After the rally in Varnsdorf, DSSS supporters fought street battles with police, who prevented them from beginning a planned march to a Roma settlement. Six people were injured, and police arrested a total of 41 people. About 600 police officers and three helicopters were deployed in the biggest police operation in the Czech Republic since the International Monetary Fund meeting in Prague in 2000.


Prior to the demonstrations, police had seized a number of weapons while searching cars in several villages, and on the German-Czech border. One right-wing extremist was arrested for carrying a gas pistol.


The recent riots had been sparked by an incident in Rumburk three weeks ago, when Czech youth were beaten by Roma after visiting a disco. In early August Roma were also involved in violent scuffles with visitors to a gambling hall.


The region is marked by unemployment, poverty and poor education. The district of Decin, in which Rumburk is located, has the third highest level of unemployment (13.7 percent) in the Czech Republic. Unemployment and poverty among Roma is particularly pronounced, standing at over 50 percent.

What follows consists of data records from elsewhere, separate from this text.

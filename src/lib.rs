//! This library implements the control loop of Bayesian Optimization:
//! sequential, sample-efficient minimization of an expensive-to-evaluate
//! black-box function using a probabilistic surrogate model and an
//! acquisition criterion trading exploration against exploitation.
//!
//! The optimizer owns the growing evaluation history and, at each
//! iteration:
//! * refits the surrogate hyperparameters with a best-of-N multistart
//!   strategy robust to local optima,
//! * optionally draws hyperparameter samples from the posterior for
//!   inspection,
//! * proposes a candidate batch by minimizing the acquisition criterion
//!   from several random starting batches with a local nonlinear solver,
//! * evaluates the objective there and appends the outcome to the history.
//!
//! The surrogate model itself is a collaborator: any Gaussian-process-like
//! regressor implementing [`SurrogateModel`] (and built through a
//! [`SurrogateBuilder`]) can be driven. The objective function evaluates a
//! whole batch at once and may return auxiliary output columns recorded in
//! the history along the objective value.
//!
//! # Example
//!
//! ```no_run
//! use bayesopt::{AcqSolver, BoBuilder, KernelSpec, MeanSpec, ParamSamples, Result,
//!                SurrogateBuilder, SurrogateModel};
//! use ndarray::{array, Array1, Array2, ArrayView1, ArrayView2};
//! use rand_xoshiro::Xoshiro256Plus;
//! # use serde::{Deserialize, Serialize};
//! # #[derive(Clone)]
//! # struct Gp { xt: Array2<f64>, yt: Array1<f64>, theta: Array1<f64> }
//! # impl SurrogateModel for Gp {
//! #     fn set_training_data(&mut self, xt: &ArrayView2<f64>, yt: &ArrayView1<f64>) -> Result<()> {
//! #         self.xt = xt.to_owned(); self.yt = yt.to_owned(); Ok(())
//! #     }
//! #     fn acquisition(&self, x: &ArrayView2<f64>) -> Result<(f64, Array2<f64>)> {
//! #         Ok((0., Array2::zeros(x.raw_dim())))
//! #     }
//! #     fn prepare_fit(&mut self) -> Result<()> { Ok(()) }
//! #     fn fit_objective(&self, p: &ArrayView1<f64>) -> Result<f64> { Ok(p[0] * p[0]) }
//! #     fn params(&self) -> Array1<f64> { self.theta.clone() }
//! #     fn set_params(&mut self, p: &ArrayView1<f64>) { self.theta = p.to_owned(); }
//! #     fn randomize_params(&mut self, _rng: &mut Xoshiro256Plus) {}
//! #     fn optimize_params(&mut self) -> Result<()> { Ok(()) }
//! #     fn sample_posterior(&self, n: usize, _rng: &mut Xoshiro256Plus) -> Result<ParamSamples> {
//! #         Ok(ParamSamples { names: vec!["theta".into()], values: Array2::zeros((n, 1)) })
//! #     }
//! # }
//! # #[derive(Clone, Serialize, Deserialize)]
//! # struct GpBuilder;
//! # impl SurrogateBuilder for GpBuilder {
//! #     fn set_kernel_spec(&mut self, _kernel: KernelSpec) {}
//! #     fn set_mean_spec(&mut self, _mean: Option<MeanSpec>) {}
//! #     fn set_fixed_noise(&mut self, _variance: Option<f64>) {}
//! #     fn build(&self, xlimits: &ArrayView2<f64>) -> Result<Box<dyn SurrogateModel>> {
//! #         Ok(Box::new(Gp { xt: Array2::zeros((0, xlimits.nrows())), yt: Array1::zeros(0), theta: array![1.0] }))
//! #     }
//! # }
//!
//! // A one-dimensional test function, x in [0., 25.] and min xsinx(x) ~ -15.1 at x ~ 18.9
//! fn xsinx(x: &ArrayView2<f64>) -> Array2<f64> {
//!     (x - 3.5) * ((x - 3.5) / std::f64::consts::PI).mapv(|v| v.sin())
//! }
//!
//! // GpBuilder is any surrogate builder implementing `SurrogateBuilder`
//! let bo = BoBuilder::optimize(xsinx)
//!     .surrogate(GpBuilder)
//!     .configure(|config| {
//!         config
//!             .iterations(10)
//!             .initial_size(3)
//!             .model_restarts(10)
//!             .opt_restarts(20)
//!             .nl_solver(AcqSolver::Slsqp)
//!     })
//!     .min_within(&array![[0.0, 25.0]])
//!     .expect("optimizer configured");
//! let res = bo.run(42).expect("xsinx minimized");
//! println!("Minimum found f(x) = {} at x = {}", res.y_opt, res.x_opt);
//! ```
//!
//! # Usage
//!
//! The [`BoBuilder`] class is used to assemble the optimizer from the
//! objective function, a surrogate builder and a design space given as a
//! (nx, 2) matrix of [lower bound, upper bound] rows. [`Bo::run`] then
//! plays the whole loop for a given random seed: one seed determines the
//! initial batch, every hyperparameter randomization and every acquisition
//! restart, so runs are reproducible end to end.
//!
//! Some of the most useful options are:
//!
//! * The size of the initial random batch (when 0, a size is derived from
//!   the input dimension):
//!
//! ```no_run
//! # use bayesopt::BoConfig;
//! # let config = BoConfig::default();
//!     config.initial_size(10);
//! ```
//!
//! * The number of points proposed per iteration; the batch is optimized
//!   jointly so batch-aware acquisition criteria can keep its points apart:
//!
//! ```no_run
//! # use bayesopt::BoConfig;
//! # let config = BoConfig::default();
//!     config.batch_size(4);
//! ```
//!
//! * The restart counts of the two multistart optimizations, trading run
//!   time against robustness to local optima:
//!
//! ```no_run
//! # use bayesopt::BoConfig;
//! # let config = BoConfig::default();
//!     config.model_restarts(20).opt_restarts(40);
//! ```
//!
//! * A known observation noise variance, held constant during fitting:
//!
//! ```no_run
//! # use bayesopt::BoConfig;
//! # let config = BoConfig::default();
//!     config.noise(1e-6);
//! ```
//!
//! # Implementation notes
//!
//! * The loop is implemented as an [`argmin::core::Solver`] run by the
//!   argmin executor, which also provides the Ctrl-C handling: an interrupt
//!   stops the run between iterations and surfaces as a cancellation, never
//!   as a generic failure.
//! * Observed objective values are rescaled to zero mean and unit variance
//!   before surrogate fitting (unless disabled or degenerate); auxiliary
//!   output columns are recorded but never fed to the surrogate.
//! * Acquisition restarts run in parallel; the retained candidate is the
//!   strictly smallest value, ties going to the earliest restart, so the
//!   reduction is deterministic for a given seed.
//! * A restart whose local solve fails is discarded with a diagnostic; the
//!   run only aborts when an iteration produces no candidate at all.
//!
//! # References
//!
//! Jones, D. R., Schonlau, M., & Welch, W. J. (1998). Efficient global
//! optimization of expensive black-box functions. Journal of Global
//! Optimization, 13(4), 455–492.
//!
//! Snoek, J., Larochelle, H., & Adams, R. P. (2012). Practical Bayesian
//! optimization of machine learning algorithms. Advances in Neural
//! Information Processing Systems 25.
//!
#![warn(missing_docs)]
#![warn(rustdoc::broken_intra_doc_links)]

mod bo;
mod errors;
mod normalization;
mod optimizers;
mod sampling;
mod solver;
mod surrogate;
mod types;
mod utils;

pub use crate::bo::*;
pub use crate::errors::*;
pub use crate::normalization::*;
pub use crate::sampling::*;
pub use crate::solver::*;
pub use crate::surrogate::*;
pub use crate::types::*;
pub use crate::utils::*;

Recent cuts in social assistance by the right-wing government of Prime Minister Petr Necas have exacerbated the situation.


The DSSS, which called the demonstrations, is the successor organization to the Workers Party, which was notorious for its rallies against Roma settlements and attacks on minorities. The party was banned in 2010. At a recent demonstration, a DSSS representative advocated violence against Roma, saying: “The politicians at City Hall are idle so we have to take the law into our own hands.”


Groups such as the DSSS can conduct their activities brazenly because of the support they receive from the media and established political circles. After the incident two weeks ago, the Czech media mounted an hostile campaign against the Roma, accusing them of racist violence. In such reports little or no mention is made of the systematic social exclusion of Roma, who confront violence and hostility on a regular basis.

Several mayors of Bohemian towns had actually joined calls for the latest demonstrations.


In May the mayors of Rumburk and Jiřetín pod Jedlovou, sent an open letter to the right-wing prime minister Petr Necas. In their letter they complained about the increasing influx of Roma from other parts of the country and Slovakia. Municipal agencies like social services and schools were overburdened and crime was increasing, they complained.


Following a rally in Rumburk two weeks ago attended by local politicians, about a thousand residents surrounded houses occupied by Roma in order to provoke them.

Together with the country’s conservative parties, the Czech Social Democratic Party has long pursued a policy aimed at the social exclusion of the Roma.


Many Czech communities benefit from EU funding officially aimed at improving the situation for Roma. The weekly Tyden reported recently, however, that these funds are being used for other purposes. According to the magazine, it is being used to improve urban centers and neighborhoods inhabited by high earners.


Most of the 250,000 Roma in the Czech Republic live in slums or are driven into selected, highly impoverished areas.

Real estate companies offer the Roma severance payments or relief on debts if they leave lucrative downtown locations and move to small communities. In these communities the Roma are expected to move into empty houses, where landlords demand exorbitant rents. Czech municipalities encourage this operation in order to receive official EU funding.


Šimáek Martin, director of the State Agency for Social Integration, called this behavior “exploitation.” The behavior of the real estate managers was leading to social unrest and caused frictions, Šimáek said in Czech radio.


The relationship between growing right-wing violence and the politics of the Necas government is obvious. Necas’ Civic Democratic Party (ODS) is trying to suppress any opposition to the austerity program which the government is currently enacting in response to the economic crisis. In this process it is relying on far-right forces.


The ODS has appointed Ladislav Batrora, an avowed anti-Semite and nationalist, to the post of personnel director of the Ministry of Education. Batora is in close contact with President Vaclav Klaus, who broadly shares his reactionary views.